Activity >>
In the records below, find the line with "let mut root = (h - sqrtd) / a;" and the line with "over an object.". Print both exactly, along with every line between them, and no other line.

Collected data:
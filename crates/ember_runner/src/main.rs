//! Headless host for the ember path tracer.
//!
//! Usage: `ember_runner [settings.json] [scene.json]`
//!
//! Without a scene file the built-in Cornell-style sphere scene is used.
//! Limited runs stop when the time budget is spent; unbounded runs keep
//! refining until `max_frames` (or forever), rewriting the output image
//! every `snapshot_every` frames.

use anyhow::{Context, Result};
use ember_core::{RenderSettings, SceneDescription, World};
use ember_renderer::{rgb_bytes, FrameDriver, FrameStatus};
use std::path::{Path, PathBuf};

fn main() -> Result<()> {
    env_logger::Builder::from_default_env()
        .filter_level(log::LevelFilter::Info)
        .parse_default_env()
        .init();

    let mut args = std::env::args().skip(1).map(PathBuf::from);
    let settings_path = args.next();
    let scene_path = args.next();

    let settings = match &settings_path {
        Some(path) => RenderSettings::load(path)
            .with_context(|| format!("Failed to load settings from {}", path.display()))?,
        None => {
            log::info!("No settings file given, using defaults");
            RenderSettings::default()
        }
    };

    let world = match &scene_path {
        Some(path) => load_world(path)?,
        None => {
            log::info!("No scene file given, using the built-in sphere scene");
            World::cornell_spheres()
        }
    };
    log::info!("Scene has {} objects", world.len());

    let mut driver =
        FrameDriver::from_settings(&settings).context("Invalid render settings")?;

    if !settings.writes_output() {
        log::warn!(
            "Unbounded run with no snapshot_every or max_frames: {} is never written",
            settings.output.display()
        );
    }
    let mut frames = 0u32;

    let report = loop {
        match driver.tick(&world) {
            FrameStatus::Finished(report) => break Some(report),
            FrameStatus::Rendering { spp } => {
                frames += 1;
                let snapshot_due = settings.snapshot_every > 0 && frames % settings.snapshot_every == 0;
                if settings.running_time_secs.is_none() && snapshot_due {
                    save_png(&settings.output, driver.width(), driver.height(), driver.pixels())?;
                    log::info!("Snapshot at {} spp ({:?})", spp, driver.elapsed());
                }
                if settings.max_frames.is_some_and(|max| frames >= max) {
                    log::info!("Reached {} frames, stopping", frames);
                    break None;
                }
            }
        }
    };

    save_png(&settings.output, driver.width(), driver.height(), driver.pixels())?;
    log::info!("Saved {}", settings.output.display());

    // Report line
    match report {
        Some(report) => println!(
            "elapsed_ms={} spp={}",
            report.elapsed_ms, report.samples_per_pixel
        ),
        None => println!(
            "elapsed_ms={} spp={}",
            driver.elapsed().as_millis(),
            driver.spp()
        ),
    }

    Ok(())
}

/// Load a scene description, resolving skydome paths next to the file.
fn load_world(path: &Path) -> Result<World> {
    let description = SceneDescription::load(path)
        .with_context(|| format!("Failed to load scene from {}", path.display()))?;
    let world = description
        .into_world(path.parent())
        .with_context(|| format!("Invalid scene {}", path.display()))?;
    Ok(world)
}

/// Write the packed display buffer as an 8-bit RGB PNG.
fn save_png(path: &Path, width: u32, height: u32, pixels: &[u32]) -> Result<()> {
    let mut img = image::RgbImage::new(width, height);
    for (dst, &src) in img.pixels_mut().zip(pixels) {
        *dst = image::Rgb(rgb_bytes(src));
    }
    img.save(path)
        .with_context(|| format!("Failed to write {}", path.display()))
}
//! Geometric primitives and the surfaces attached to them.

use ember_math::{Interval, Ray, Vec3};
use serde::{Deserialize, Serialize};

use crate::material::Material;

/// A sphere primitive.
#[derive(Debug, Clone, Copy, PartialEq, Serialize, Deserialize)]
pub struct Sphere {
    pub center: Vec3,
    pub radius: f32,
}

impl Sphere {
    /// Create a new sphere.
    pub fn new(center: Vec3, radius: f32) -> Self {
        Self {
            center,
            radius: radius.max(0.0),
        }
    }

    /// Nearest root inside `range`, with the outward normal there.
    pub fn hit(&self, ray: &Ray, range: Interval) -> Option<(f32, Vec3)> {
        let oc = self.center - ray.origin;
        let a = ray.direction.length_squared();
        let h = ray.direction.dot(oc);
        let c = oc.length_squared() - self.radius * self.radius;

        let discriminant = h * h - a * c;
        if discriminant < 0.0 {
            return None;
        }

        let sqrtd = discriminant.sqrt();

        // Find the nearest root in the acceptable range
        let mut root = (h - sqrtd) / a;
        if !range.surrounds(root) {
            root = (h + sqrtd) / a;
            if !range.surrounds(root) {
                return None;
            }
        }

        let outward_normal = (ray.at(root) - self.center) / self.radius;
        Some((root, outward_normal))
    }
}

/// An infinite plane `dot(normal, p) + distance = 0`.
#[derive(Debug, Clone, Copy, PartialEq, Serialize, Deserialize)]
pub struct Plane {
    /// Unit normal; also the outward side of the plane
    pub normal: Vec3,
    pub distance: f32,
}

impl Plane {
    /// Create a plane, normalizing `normal`.
    pub fn new(normal: Vec3, distance: f32) -> Self {
        Self {
            normal: normal.normalize_or_zero(),
            distance,
        }
    }

    pub fn hit(&self, ray: &Ray, range: Interval) -> Option<(f32, Vec3)> {
        let denom = self.normal.dot(ray.direction);
        if denom == 0.0 {
            return None;
        }

        let t = -(self.normal.dot(ray.origin) + self.distance) / denom;
        if !range.surrounds(t) {
            return None;
        }
        Some((t, self.normal))
    }
}

/// Shape of a scene object.
#[derive(Debug, Clone, Copy, PartialEq, Serialize, Deserialize)]
#[serde(tag = "type", rename_all = "snake_case")]
pub enum Primitive {
    Sphere(Sphere),
    Plane(Plane),
}

impl Primitive {
    pub fn hit(&self, ray: &Ray, range: Interval) -> Option<(f32, Vec3)> {
        match self {
            Primitive::Sphere(sphere) => sphere.hit(ray, range),
            Primitive::Plane(plane) => plane.hit(ray, range),
        }
    }
}

/// How the material varies over an object.
#[derive(Debug, Clone, Copy, PartialEq, Serialize, Deserialize)]
#[serde(tag = "type", rename_all = "snake_case")]
pub enum Surface {
    Solid(Material),
    /// Alternating cells over the xz plane, `scale` cells per unit.
    Checker { a: Material, b: Material, scale: f32 },
}

impl Surface {
    /// Material at world-space point `p`.
    pub fn material_at(&self, p: Vec3) -> Material {
        match *self {
            Surface::Solid(material) => material,
            Surface::Checker { a, b, scale } => {
                let cell = (p.x * scale).floor() as i64 + (p.z * scale).floor() as i64;
                if cell.rem_euclid(2) == 0 {
                    a
                } else {
                    b
                }
            }
        }
    }

    /// Every material this surface can produce.
    pub fn materials(&self) -> Vec<Material> {
        match *self {
            Surface::Solid(material) => vec![material],
            Surface::Checker { a, b, .. } => vec![a, b],
        }
    }
}

/// A primitive paired with its surface.
#[derive(Debug, Clone, Copy, PartialEq, Serialize, Deserialize)]
pub struct Object {
    pub shape: Primitive,
    pub surface: Surface,
}

impl Object {
    pub fn new(shape: Primitive, surface: Surface) -> Self {
        Self { shape, surface }
    }
}

#[cfg(test)]
mod tests {
    use super::*;
    use ember_math::{Color, FAR};

    #[test]
    fn test_sphere_hit() {
        let sphere = Sphere::new(Vec3::new(0.0, 0.0, -1.0), 0.5);
        let ray = Ray::new(Vec3::ZERO, Vec3::new(0.0, 0.0, -1.0), FAR);

        let (t, normal) = sphere.hit(&ray, Interval::hit_range(ray.t_max)).unwrap();
        assert!((t - 0.5).abs() < 0.001); // Should hit at t=0.5
        assert!((normal - Vec3::Z).length() < 0.001);
    }

    #[test]
    fn test_sphere_miss() {
        let sphere = Sphere::new(Vec3::new(0.0, 0.0, -1.0), 0.5);

        // Ray pointing away from sphere
        let ray = Ray::new(Vec3::ZERO, Vec3::new(0.0, 1.0, 0.0), FAR);
        assert!(sphere.hit(&ray, Interval::hit_range(ray.t_max)).is_none());
    }

    #[test]
    fn test_sphere_hit_from_inside_keeps_outward_normal() {
        let sphere = Sphere::new(Vec3::ZERO, 1.0);
        let ray = Ray::new(Vec3::ZERO, Vec3::X, FAR);

        let (t, normal) = sphere.hit(&ray, Interval::hit_range(ray.t_max)).unwrap();
        assert!((t - 1.0).abs() < 0.001);
        // Outward, i.e. same side as the ray direction
        assert!(normal.dot(ray.direction) > 0.0);
    }

    #[test]
    fn test_sphere_respects_t_max() {
        let sphere = Sphere::new(Vec3::new(0.0, 0.0, -10.0), 1.0);
        let ray = Ray::new(Vec3::ZERO, -Vec3::Z, 5.0);
        assert!(sphere.hit(&ray, Interval::hit_range(ray.t_max)).is_none());
    }

    #[test]
    fn test_plane_hit() {
        let floor = Plane::new(Vec3::new(0.0, 2.0, 0.0), 1.0); // y = -1
        let ray = Ray::new(Vec3::ZERO, -Vec3::Y, FAR);

        let (t, normal) = floor.hit(&ray, Interval::hit_range(ray.t_max)).unwrap();
        assert!((t - 1.0).abs() < 0.001);
        assert_eq!(normal, Vec3::Y);
    }

    #[test]
    fn test_plane_parallel_and_behind() {
        let floor = Plane::new(Vec3::Y, 1.0);

        let parallel = Ray::new(Vec3::ZERO, Vec3::X, FAR);
        assert!(floor.hit(&parallel, Interval::hit_range(FAR)).is_none());

        let away = Ray::new(Vec3::ZERO, Vec3::Y, FAR);
        assert!(floor.hit(&away, Interval::hit_range(FAR)).is_none());
    }

    #[test]
    fn test_checker_alternates() {
        let a = Material::diffuse(Color::ONE);
        let b = Material::diffuse(Color::ZERO);
        let surface = Surface::Checker { a, b, scale: 1.0 };

        assert_eq!(surface.material_at(Vec3::new(0.5, 0.0, 0.5)), a);
        assert_eq!(surface.material_at(Vec3::new(1.5, 0.0, 0.5)), b);
        assert_eq!(surface.material_at(Vec3::new(-0.5, 0.0, 0.5)), b);
        assert_eq!(surface.material_at(Vec3::new(-0.5, 0.0, -0.5)), a);
        // Height does not matter
        assert_eq!(surface.material_at(Vec3::new(0.5, -0.0001, 0.5)), a);
    }

    #[test]
    fn test_primitive_json_tagging() {
        let json = r#"{ "type": "sphere", "center": [0.0, 1.0, 0.0], "radius": 2.0 }"#;
        let prim: Primitive = serde_json::from_str(json).unwrap();
        assert_eq!(prim, Primitive::Sphere(Sphere::new(Vec3::Y, 2.0)));
    }
}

Answer box >>
        let mut root = (h - sqrtd) / a;
        if !range.surrounds(root) {
            root = (h + sqrtd) / a;
            if !range.surrounds(root) {
                return None;
            }
        }

        let outward_normal = (ray.at(root) - self.center) / self.radius;
        Some((root, outward_normal))
    }
}

/// An infinite plane `dot(normal, p) + distance = 0`.
#[derive(Debug, Clone, Copy, PartialEq, Serialize, Deserialize)]
pub struct Plane {
    /// Unit normal; also the outward side of the plane
    pub normal: Vec3,
    pub distance: f32,
}

impl Plane {
    /// Create a plane, normalizing `normal`.
    pub fn new(normal: Vec3, distance: f32) -> Self {
        Self {
            normal: normal.normalize_or_zero(),
            distance,
        }
    }

    pub fn hit(&self, ray: &Ray, range: Interval) -> Option<(f32, Vec3)> {
        let denom = self.normal.dot(ray.direction);
        if denom == 0.0 {
            return None;
        }

        let t = -(self.normal.dot(ray.origin) + self.distance) / denom;
        if !range.surrounds(t) {
            return None;
        }
        Some((t, self.normal))
    }
}

/// Shape of a scene object.
#[derive(Debug, Clone, Copy, PartialEq, Serialize, Deserialize)]
#[serde(tag = "type", rename_all = "snake_case")]
pub enum Primitive {
    Sphere(Sphere),
    Plane(Plane),
}

impl Primitive {
    pub fn hit(&self, ray: &Ray, range: Interval) -> Option<(f32, Vec3)> {
        match self {
            Primitive::Sphere(sphere) => sphere.hit(ray, range),
            Primitive::Plane(plane) => plane.hit(ray, range),
        }
    }
}

/// How the material varies over an object.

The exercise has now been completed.